/*!
The flattened format: a dump file serialized into a stream of
`(offset, size, data)` records so it can be written to a pipe and rebuilt
later by seeking to every offset.

All record fields are big-endian.
*/

use std::io::{self, Read, Write};
use std::sync::mpsc::{self, Receiver, RecvTimeoutError};
use std::thread;
use std::time::Duration;

use log::{debug, info};

use crate::error::{Error, ErrorKind, ErrorOrigin, Result};

use super::cache::DumpSink;

pub const MAKEDUMPFILE_SIGNATURE: &[u8] = b"makedumpfile";
pub const SIG_LEN_MDF: usize = 16;
pub const TYPE_FLAT_HEADER: i64 = 1;
pub const VERSION_FLAT_HEADER: i64 = 1;
pub const SIZE_FLAT_HEADER: usize = 4096;
pub const END_FLAG_FLAT_HEADER: i64 = -1;

/// Longest time the rearrange reader waits for input.
pub const STALL_TIMEOUT: Duration = Duration::from_secs(600);

const SIZE_DATA_HEADER: usize = 16;
const READ_CHUNK: usize = 64 * 1024;

fn preamble() -> Vec<u8> {
    let mut out = vec![0u8; SIZE_FLAT_HEADER];
    out[..MAKEDUMPFILE_SIGNATURE.len()].copy_from_slice(MAKEDUMPFILE_SIGNATURE);
    out[SIG_LEN_MDF..SIG_LEN_MDF + 8].copy_from_slice(&TYPE_FLAT_HEADER.to_be_bytes());
    out[SIG_LEN_MDF + 8..SIG_LEN_MDF + 16].copy_from_slice(&VERSION_FLAT_HEADER.to_be_bytes());
    out
}

fn data_header(offset: i64, size: i64) -> [u8; SIZE_DATA_HEADER] {
    let mut out = [0u8; SIZE_DATA_HEADER];
    out[..8].copy_from_slice(&offset.to_be_bytes());
    out[8..].copy_from_slice(&size.to_be_bytes());
    out
}

/// A dump sink emitting the flattened format, e.g. to standard output.
pub struct FlatSink<W: Write> {
    out: W,
    records: u64,
}

impl<W: Write> FlatSink<W> {
    /// Writes the preamble and returns the sink.
    pub fn new(mut out: W) -> Result<Self> {
        out.write_all(&preamble()).map_err(|e| {
            Error::from_io(ErrorOrigin::Flattened, ErrorKind::UnableToWriteFile, &e)
                .log_error(format!("unable to write the flattened header: {}", e))
        })?;
        Ok(Self { out, records: 0 })
    }

    pub fn into_inner(self) -> W {
        self.out
    }

    fn emit(&mut self, offset: i64, size: i64, data: &[u8]) -> Result<()> {
        self.out
            .write_all(&data_header(offset, size))
            .and_then(|_| self.out.write_all(data))
            .map_err(|e| {
                Error::from_io(ErrorOrigin::Flattened, ErrorKind::UnableToWriteFile, &e)
                    .log_error(format!("record of {} bytes at {:x}: {}", data.len(), offset, e))
            })
    }
}

impl<W: Write> DumpSink for FlatSink<W> {
    fn write_at(&mut self, offset: u64, data: &[u8]) -> Result<()> {
        if data.is_empty() {
            return Ok(());
        }
        self.records += 1;
        self.emit(offset as i64, data.len() as i64, data)
    }

    fn finish(&mut self) -> Result<()> {
        self.emit(END_FLAG_FLAT_HEADER, END_FLAG_FLAT_HEADER, &[])?;
        debug!("flattened output: {} records", self.records);
        self.out.flush().map_err(|e| {
            Error::from_io(ErrorOrigin::Flattened, ErrorKind::UnableToWriteFile, &e).log_error(e)
        })
    }
}

/// A reader that fails when its input does not deliver data for `timeout`.
///
/// The input is drained by a helper thread.
pub struct StallReader {
    rx: Receiver<io::Result<Vec<u8>>>,
    chunk: Vec<u8>,
    pos: usize,
    timeout: Duration,
    eof: bool,
}

impl StallReader {
    pub fn new<R: Read + Send + 'static>(mut input: R, timeout: Duration) -> Result<Self> {
        let (tx, rx) = mpsc::sync_channel(4);
        thread::Builder::new()
            .name("flat-input".to_string())
            .spawn(move || loop {
                let mut chunk = vec![0u8; READ_CHUNK];
                match input.read(&mut chunk) {
                    Ok(0) => {
                        let _ = tx.send(Ok(Vec::new()));
                        break;
                    }
                    Ok(n) => {
                        chunk.truncate(n);
                        if tx.send(Ok(chunk)).is_err() {
                            break;
                        }
                    }
                    Err(e) if e.kind() == io::ErrorKind::Interrupted => continue,
                    Err(e) => {
                        let _ = tx.send(Err(e));
                        break;
                    }
                }
            })
            .map_err(|e| {
                Error::from_io(ErrorOrigin::Flattened, ErrorKind::UnableToReadFile, &e)
                    .log_error(format!("unable to start the input thread: {}", e))
            })?;
        Ok(Self {
            rx,
            chunk: Vec::new(),
            pos: 0,
            timeout,
            eof: false,
        })
    }
}

impl Read for StallReader {
    fn read(&mut self, buf: &mut [u8]) -> io::Result<usize> {
        while self.pos == self.chunk.len() {
            if self.eof {
                return Ok(0);
            }
            match self.rx.recv_timeout(self.timeout) {
                Ok(Ok(chunk)) => {
                    self.eof = chunk.is_empty();
                    self.chunk = chunk;
                    self.pos = 0;
                }
                Ok(Err(e)) => return Err(e),
                Err(RecvTimeoutError::Timeout) => {
                    return Err(io::Error::new(io::ErrorKind::TimedOut, "no input data"))
                }
                Err(RecvTimeoutError::Disconnected) => {
                    self.eof = true;
                }
            }
        }
        let n = buf.len().min(self.chunk.len() - self.pos);
        buf[..n].copy_from_slice(&self.chunk[self.pos..self.pos + n]);
        self.pos += n;
        Ok(n)
    }
}

fn read_input<R: Read>(input: &mut R, buf: &mut [u8], what: &str) -> Result<()> {
    input.read_exact(buf).map_err(|e| {
        let kind = match e.kind() {
            io::ErrorKind::TimedOut => ErrorKind::Timeout,
            _ => ErrorKind::UnableToReadFile,
        };
        Error(ErrorOrigin::Flattened, kind).log_error(format!("{}: {}", what, e))
    })
}

/// Rebuilds a dump file from a flattened stream.
///
/// Returns the number of data records applied.
pub fn rearrange<R: Read, K: DumpSink + ?Sized>(mut input: R, sink: &mut K) -> Result<u64> {
    let mut header = vec![0u8; SIZE_FLAT_HEADER];
    read_input(&mut input, &mut header, "flattened header")?;

    if &header[..MAKEDUMPFILE_SIGNATURE.len()] != MAKEDUMPFILE_SIGNATURE {
        return Err(Error(ErrorOrigin::Flattened, ErrorKind::InvalidSignature)
            .log_error("input is not in the flattened format"));
    }
    let mut word = [0u8; 8];
    word.copy_from_slice(&header[SIG_LEN_MDF..SIG_LEN_MDF + 8]);
    let ty = i64::from_be_bytes(word);
    word.copy_from_slice(&header[SIG_LEN_MDF + 8..SIG_LEN_MDF + 16]);
    let version = i64::from_be_bytes(word);
    if ty != TYPE_FLAT_HEADER || version != VERSION_FLAT_HEADER {
        return Err(Error(ErrorOrigin::Flattened, ErrorKind::VersionMismatch)
            .log_error(format!("type {} version {}", ty, version)));
    }

    let mut records = 0;
    let mut buf = Vec::new();
    loop {
        let mut dh = [0u8; SIZE_DATA_HEADER];
        read_input(&mut input, &mut dh, "record header")?;
        word.copy_from_slice(&dh[..8]);
        let offset = i64::from_be_bytes(word);
        word.copy_from_slice(&dh[8..]);
        let size = i64::from_be_bytes(word);

        if offset == END_FLAG_FLAT_HEADER && size == END_FLAG_FLAT_HEADER {
            break;
        }
        if offset < 0 || size < 0 {
            return Err(Error(ErrorOrigin::Flattened, ErrorKind::InvalidHeader)
                .log_error(format!("record offset {} size {}", offset, size)));
        }

        buf.resize(size as usize, 0);
        read_input(&mut input, &mut buf, "record data")?;
        sink.write_at(offset as u64, &buf)?;
        records += 1;
    }

    info!("rearranged {} records", records);
    Ok(records)
}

────────────────────────────────────────

**What needs to be done**
Only the lines containing "Receiver" are needed; copy each of them from the data.

**Task response**
use std::sync::mpsc::{self, Receiver, RecvTimeoutError};
    rx: Receiver<io::Result<Vec<u8>>>,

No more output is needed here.